[Records from a collection]

───

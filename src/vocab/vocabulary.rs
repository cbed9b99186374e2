//! Code vocabularies
//!
//! A vocabulary maps categorical codes to stable integer indices. Index 0 is
//! reserved for the padding/unknown code `"0"`; every other code receives the
//! next unused index in the order it is first seen.

use std::fmt;
use std::fs::File;
use std::io::{BufReader, BufWriter, Write};
use std::path::Path;

use rustc_hash::FxHashMap;
use serde::de::{MapAccess, Visitor};
use serde::ser::SerializeMap;
use serde::{Deserialize, Deserializer, Serialize, Serializer};

use crate::error::{PrepError, Result};

/// Code reserved for padding and unknown values
pub const PADDING_CODE: &str = "0";

/// Index of [`PADDING_CODE`]
pub const PADDING_INDEX: u32 = 0;

/// Ordered mapping from code to index
#[derive(Debug, Clone, PartialEq, Eq)]
pub struct Vocabulary {
    entries: Vec<(String, u32)>,
    positions: FxHashMap<String, usize>,
}

impl Default for Vocabulary {
    fn default() -> Self {
        Self::new()
    }
}

impl Vocabulary {
    /// Vocabulary holding only the padding code
    #[must_use]
    pub fn new() -> Self {
        let mut vocabulary = Self::empty();
        vocabulary.insert_or_replace(PADDING_CODE.to_string(), PADDING_INDEX);
        vocabulary
    }

    fn empty() -> Self {
        Self {
            entries: Vec::new(),
            positions: FxHashMap::default(),
        }
    }

    /// Build a vocabulary over `codes`, in iteration order
    ///
    /// Codes already present (including repeated codes and `"0"`) keep their
    /// first index, so callers control the assignment through the order they
    /// pass codes in.
    pub fn build<I, S>(codes: I) -> Self
    where
        I: IntoIterator<Item = S>,
        S: Into<String>,
    {
        let mut vocabulary = Self::new();
        let mut next_index = PADDING_INDEX + 1;
        for code in codes {
            let code = code.into();
            if vocabulary.contains(&code) {
                continue;
            }
            vocabulary.insert_or_replace(code, next_index);
            next_index += 1;
        }
        vocabulary
    }

    fn insert_or_replace(&mut self, code: String, index: u32) {
        if let Some(&position) = self.positions.get(&code) {
            self.entries[position].1 = index;
        } else {
            self.positions.insert(code.clone(), self.entries.len());
            self.entries.push((code, index));
        }
    }

    /// Index assigned to `code`
    #[must_use]
    pub fn index_of(&self, code: &str) -> Option<u32> {
        self.positions
            .get(code)
            .map(|&position| self.entries[position].1)
    }

    /// Whether `code` has an index
    #[must_use]
    pub fn contains(&self, code: &str) -> bool {
        self.positions.contains_key(code)
    }

    /// Number of codes, padding included
    #[must_use]
    pub fn len(&self) -> usize {
        self.entries.len()
    }

    /// Whether the vocabulary has no codes at all
    #[must_use]
    pub fn is_empty(&self) -> bool {
        self.entries.is_empty()
    }

    /// Entries in insertion order
    pub fn iter(&self) -> impl Iterator<Item = (&str, u32)> {
        self.entries
            .iter()
            .map(|(code, index)| (code.as_str(), *index))
    }

    /// Overlay `base` on this vocabulary: entries of `base` win on collision
    ///
    /// Codes only present here keep their own index, even if `base` already
    /// uses that index for another code.
    pub fn merge_existing(&mut self, base: Self) {
        for (code, index) in base.entries {
            self.insert_or_replace(code, index);
        }
    }

    /// Read a vocabulary from a JSON object file
    pub fn load(path: &Path) -> Result<Self> {
        let file = File::open(path).map_err(|e| PrepError::io_at(path, e))?;
        serde_json::from_reader(BufReader::new(file)).map_err(|e| PrepError::json(path, e))
    }

    /// Write the vocabulary as a JSON object, replacing any existing file
    pub fn write(&self, path: &Path) -> Result<()> {
        let file = File::create(path).map_err(|e| PrepError::io_at(path, e))?;
        self.write_to(BufWriter::new(file), path)
    }

    pub(crate) fn write_to<W: Write>(&self, mut writer: W, path: &Path) -> Result<()> {
        serde_json::to_writer(&mut writer, self).map_err(|e| PrepError::json(path, e))?;
        writer.flush().map_err(|e| PrepError::io_at(path, e))
    }

    /// Write the vocabulary, merging with an existing file at `path`
    ///
    /// Entries already stored in the file win. Returns the merged vocabulary.
    pub fn persist(mut self, path: &Path) -> Result<Self> {
        if path.is_file() {
            let base = Self::load(path)?;
            self.merge_existing(base);
            log::info!(
                "Added content to previously existing vocabulary at {}",
                path.display()
            );
        }
        self.write(path)?;
        Ok(self)
    }
}

impl Serialize for Vocabulary {
    fn serialize<S: Serializer>(&self, serializer: S) -> std::result::Result<S::Ok, S::Error> {
        let mut map = serializer.serialize_map(Some(self.entries.len()))?;
        for (code, index) in &self.entries {
            map.serialize_entry(code, index)?;
        }
        map.end()
    }
}

struct VocabularyVisitor;

impl<'de> Visitor<'de> for VocabularyVisitor {
    type Value = Vocabulary;

    fn expecting(&self, formatter: &mut fmt::Formatter<'_>) -> fmt::Result {
        formatter.write_str("a map from code to index")
    }

    fn visit_map<A: MapAccess<'de>>(self, mut access: A) -> std::result::Result<Vocabulary, A::Error> {
        let mut vocabulary = Vocabulary::empty();
        while let Some((code, index)) = access.next_entry::<String, u32>()? {
            vocabulary.insert_or_replace(code, index);
        }
        Ok(vocabulary)
    }
}

impl<'de> Deserialize<'de> for Vocabulary {
    fn deserialize<D: Deserializer<'de>>(deserializer: D) -> std::result::Result<Self, D::Error> {
        deserializer.deserialize_map(VocabularyVisitor)
    }
}
//! Utility functions shared by the pipeline stages
//!
//! - `arrow`: column access and typed value extraction
//! - `io`: table reading and dataset writing
//! - `logging`: log messages and progress bars

pub mod arrow;
pub mod io;
pub mod logging;

pub use io::DEFAULT_BATCH_SIZE;
pub use logging::{log_operation_complete, log_operation_start, log_warning};
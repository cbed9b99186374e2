//! Logging utilities for stage reporting and progress tracking

pub mod log;
pub mod progress;

pub use log::{log_operation_complete, log_operation_start, log_stage_complete, log_warning};
pub use progress::{create_main_progress_bar, create_spinner, finish_progress_bar};
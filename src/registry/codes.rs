//! `DIAGNOSES_ICD` and `PROCEDURES_ICD` table loader

use arrow::record_batch::RecordBatch;

use crate::error::Result;
use crate::models::{CodeKind, CodeRecord};
use crate::registry::TableLoader;
use crate::utils::arrow::{extract_i64, extract_string, string_column};

const COLUMNS: [&str; 3] = ["HADM_ID", "SEQ_NUM", "ICD9_CODE"];

/// Loader for either ICD code table
#[derive(Debug, Clone, Copy)]
pub struct CodeTableLoader {
    kind: CodeKind,
}

impl CodeTableLoader {
    /// Create a loader for the table holding `kind` codes
    #[must_use]
    pub const fn new(kind: CodeKind) -> Self {
        Self { kind }
    }
}

impl TableLoader for CodeTableLoader {
    type Record = CodeRecord;

    fn table_name(&self) -> &'static str {
        self.kind.table_name()
    }

    fn columns(&self) -> &'static [&'static str] {
        &COLUMNS
    }

    fn deserialize_batch(&self, batch: &RecordBatch) -> Result<Vec<CodeRecord>> {
        let table = self.table_name();
        let hadm = string_column(batch, table, "HADM_ID")?;
        let seq = string_column(batch, table, "SEQ_NUM")?;
        let code = string_column(batch, table, "ICD9_CODE")?;

        Ok((0..batch.num_rows())
            .map(|row| CodeRecord {
                hadm_id: extract_i64(hadm, row),
                seq_num: extract_i64(seq, row),
                icd9_code: extract_string(code, row),
            })
            .collect())
    }
}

───

What the task asks –
Repeat every line of the data word for word until you have repeated the line that contains "fn insert_or_replace(&mut self, code: String, index: u32)", which is the last one to include.

Reply –
filename src/vocab/vocabulary.rs
repository cbed9b99186374e2
//! Code vocabularies
//!
//! A vocabulary maps categorical codes to stable integer indices. Index 0 is
//! reserved for the padding/unknown code `"0"`; every other code receives the
//! next unused index in the order it is first seen.

use std::fmt;
use std::fs::File;
use std::io::{BufReader, BufWriter, Write};
use std::path::Path;

use rustc_hash::FxHashMap;
use serde::de::{MapAccess, Visitor};
use serde::ser::SerializeMap;
use serde::{Deserialize, Deserializer, Serialize, Serializer};

use crate::error::{PrepError, Result};

/// Code reserved for padding and unknown values
pub const PADDING_CODE: &str = "0";

/// Index of [`PADDING_CODE`]
pub const PADDING_INDEX: u32 = 0;

/// Ordered mapping from code to index
#[derive(Debug, Clone, PartialEq, Eq)]
pub struct Vocabulary {
    entries: Vec<(String, u32)>,
    positions: FxHashMap<String, usize>,
}

impl Default for Vocabulary {
    fn default() -> Self {
        Self::new()
    }
}

impl Vocabulary {
    /// Vocabulary holding only the padding code
    #[must_use]
    pub fn new() -> Self {
        let mut vocabulary = Self::empty();
        vocabulary.insert_or_replace(PADDING_CODE.to_string(), PADDING_INDEX);
        vocabulary
    }

    fn empty() -> Self {
        Self {
            entries: Vec::new(),
            positions: FxHashMap::default(),
        }
    }

    /// Build a vocabulary over `codes`, in iteration order
    ///
    /// Codes already present (including repeated codes and `"0"`) keep their
    /// first index, so callers control the assignment through the order they
    /// pass codes in.
    pub fn build<I, S>(codes: I) -> Self
    where
        I: IntoIterator<Item = S>,
        S: Into<String>,
    {
        let mut vocabulary = Self::new();
        let mut next_index = PADDING_INDEX + 1;
        for code in codes {
            let code = code.into();
            if vocabulary.contains(&code) {
                continue;
            }
            vocabulary.insert_or_replace(code, next_index);
            next_index += 1;
        }
        vocabulary
    }

    fn insert_or_replace(&mut self, code: String, index: u32) {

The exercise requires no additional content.